In 1980 I began to work full time as a FORTRAN programmer writing software to plot seismic signals as orthogonal drawing and the inputting of seismic data from paper tape readers into a digital waveform editor. I shared my office with the Geophysics division's IT personel and a captain working on the design for the next generation digital worldwide seismic network. Many meeting took place in our office and I got involved as a systems engineer in the old understanding of the term. I had a multidisciplinary background in Electrical Engineering, mathematics, physics, computer science and I was a seismologist trained to detect nuclear events. I helped communicate ideas from people in one specialty to another. I studied AI, Artificial Intelligence, but spent much more time on what is now considered Machine Learning. I took particular trouble to master the underlying mathematics relevant to Machine Learning at that time; signal processing, probability, statistics, matrix algebra and control theory.

1986- Complex Systems Theory

The first half of the Eighties saw the introduction of chaos theory to the scientific community at large. I was particularly captivated by Stephen Wolfram’s work with Cellular Automta. In 1986 I moved to Champaign, Illinois only to discover that he was at the new Center for Complex Systems Research. I had several of the most interesting and important conversations I have ever had with anyone. Wolfram was interested in my research into extending tetration to the complex numbers. Since tetration displays chaos, defining tetration for the complex numbers would be the first example of an exact continuous solution for a chaotic equation.

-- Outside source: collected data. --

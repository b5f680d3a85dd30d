use std::sync::Arc;

use fourinrow_domain::{GameEventKind, ParticipantKey, SessionStatus};
use uuid::Uuid;

use super::lifecycle::SessionLifecycle;
use crate::stores::LiveSession;

/// Use case for a closed or failed connection.
pub struct LeaveSession {
    lifecycle: Arc<SessionLifecycle>,
}

impl LeaveSession {
    pub fn new(lifecycle: Arc<SessionLifecycle>) -> Self {
        Self { lifecycle }
    }

    /// Mark `participant` away and start the grace period. A connection that
    /// was already superseded by a reconnect changes nothing.
    pub fn execute(&self, live: &mut LiveSession, participant: &ParticipantKey, connection_id: Uuid) {
        if !live.unbind(participant, connection_id) {
            tracing::debug!(
                session_id = %live.session().id(),
                participant_id = %participant,
                connection_id = %connection_id,
                "Stale connection closed, participant still bound elsewhere"
            );
            return;
        }

        live.session_mut().set_connected(participant, false);
        tracing::info!(
            session_id = %live.session().id(),
            participant_id = %participant,
            connection_id = %connection_id,
            "Participant disconnected"
        );
        self.lifecycle.emit(
            live.session(),
            Some(participant),
            GameEventKind::ParticipantDisconnected,
        );
        live.broadcast_snapshot();

        if live.session().status() == SessionStatus::Playing {
            self.lifecycle.arm_forfeit(live, participant);
        }
    }
}
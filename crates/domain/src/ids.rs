use std::fmt;

use serde::{Deserialize, Serialize};

/// Keys are client-chosen strings, so unlike generated ids they are never
/// created out of thin air.
macro_rules! define_key {
    ($name:ident) => {
        #[derive(Debug, Clone, PartialEq, Eq, PartialOrd, Ord, Hash, Serialize, Deserialize)]
        #[serde(transparent)]
        pub struct $name(String);

        impl $name {
            pub fn new(value: impl Into<String>) -> Self {
                Self(value.into())
            }

            pub fn as_str(&self) -> &str {
                &self.0
            }

            pub fn into_string(self) -> String {
                self.0
            }
        }

        impl fmt::Display for $name {
            fn fmt(&self, f: &mut fmt::Formatter<'_>) -> fmt::Result {
                f.write_str(&self.0)
            }
        }

        impl From<&str> for $name {
            fn from(value: &str) -> Self {
                Self(value.to_string())
            }
        }

        impl From<String> for $name {
            fn from(value: String) -> Self {
                Self(value)
            }
        }

        impl From<$name> for String {
            fn from(value: $name) -> Self {
                value.0
            }
        }
    };
}

define_key!(SessionKey);
define_key!(ParticipantKey);
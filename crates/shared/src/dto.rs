//! Wire DTOs.
//!
//! Field names follow the browser client's camelCase convention. Snapshots
//! are built from the session aggregate and never carry transport state.

use std::collections::BTreeMap;

use fourinrow_domain::{FinishReason, Participant, Session, SessionStatus, COLS, ROWS};
use serde::{Deserialize, Serialize};

/// Full state of a session as every participant sees it.
#[derive(Debug, Clone, PartialEq, Eq, Serialize, Deserialize)]
#[serde(rename_all = "camelCase")]
pub struct SessionSnapshot {
    pub id: String,
    /// Row 0 is the top row; 0 = empty, 1/2 = side color
    pub board: [[u8; COLS]; ROWS],
    pub players: BTreeMap<String, ParticipantView>,
    /// Empty while waiting for a second participant
    #[serde(default)]
    pub current_turn: String,
    pub status: SessionStatus,
    /// Winner key or `draw`; omitted until finished
    #[serde(default, skip_serializing_if = "Option::is_none")]
    pub winner: Option<String>,
}

#[derive(Debug, Clone, PartialEq, Eq, Serialize, Deserialize)]
#[serde(rename_all = "camelCase")]
pub struct ParticipantView {
    pub id: String,
    pub username: String,
    pub color: u8,
    pub is_bot: bool,
    pub is_connected: bool,
}

impl From<&Participant> for ParticipantView {
    fn from(participant: &Participant) -> Self {
        Self {
            id: participant.id().to_string(),
            username: participant.username().to_string(),
            color: participant.side().color(),
            is_bot: participant.is_automated(),
            is_connected: participant.is_connected(),
        }
    }
}

impl From<&Session> for SessionSnapshot {
    fn from(session: &Session) -> Self {
        Self {
            id: session.id().to_string(),
            board: session.board().to_colors(),
            players: session
                .participants()
                .iter()
                .map(|p| (p.id().to_string(), ParticipantView::from(p)))
                .collect(),
            current_turn: session
                .current_turn()
                .map(ToString::to_string)
                .unwrap_or_default(),
            status: session.status(),
            winner: session.winner().map(ToString::to_string),
        }
    }
}

/// Terminal notification sent once a session finishes.
#[derive(Debug, Clone, PartialEq, Eq, Serialize, Deserialize)]
pub struct GameOverPayload {
    pub winner: String,
    #[serde(default, skip_serializing_if = "Option::is_none")]
    pub reason: Option<FinishReason>,
}

impl GameOverPayload {
    /// `None` while the session is still undecided.
    pub fn from_session(session: &Session) -> Option<Self> {
        session.winner().map(|winner| Self {
            winner: winner.to_string(),
            reason: session.finish_reason(),
        })
    }
}

/// One leaderboard row: an identity and its number of wins.
#[derive(Debug, Clone, PartialEq, Eq, Serialize, Deserialize)]
#[serde(rename_all = "camelCase")]
pub struct LeaderboardEntry {
    pub identity: String,
    pub win_count: u64,
}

I’ve used the term “chaos theory”, but Wolfram pointed out that there is no chaos theory as a single discipline. Dynamics is not only a concept in physics, but a branch of mathematics. Wolfram commented that dynamics was fragmented into the study of many distinct dynamical systems. He questioned how physics could be unified when the underlying mathematics of dynamics wasn’t unified. Discrete dynamical systems like Cellular Automta and the Mandelbrot set do a great job of modeling chaotic and fractal systems through iteration and recursion. Many systems in physics are chaotic to some degree while many systems in biology are fractal. But hundreds of years of classical mathematics has been invested into continuous dynamical systems. This is in part due to physics appearing to be fundamentally continuous. Also, the laws of physics are most commonly represented as partial differential equations which typically have continuous solutions.

There are two accepted mathematical foundations for expressing any dynamical system in physics. They can be expressed as a partial differential equation or as an iterated function. Unfortunately this separation leads to dynamical models that are either good at representing chaotic behavior or are accessible via classical mathematics. If my research in defining tetration for complex numbers was correct then it would be an example of a dynamical system without this separation. This in turn could lead to insight into the continuous or fractional iteration of functions in general..

2 comments:

  1. hm, must be a cool thing to be so talanted in math

    ReplyDelete
  2. I have probably done more good as an educator than a researcher. The sum total output of my research is rather small. I would say the the thing I really excelled at was having a good time. In fact I believe that I had too good of a time, that I was too impressed with my own work because I am probably bipolar and experiencing hypomania.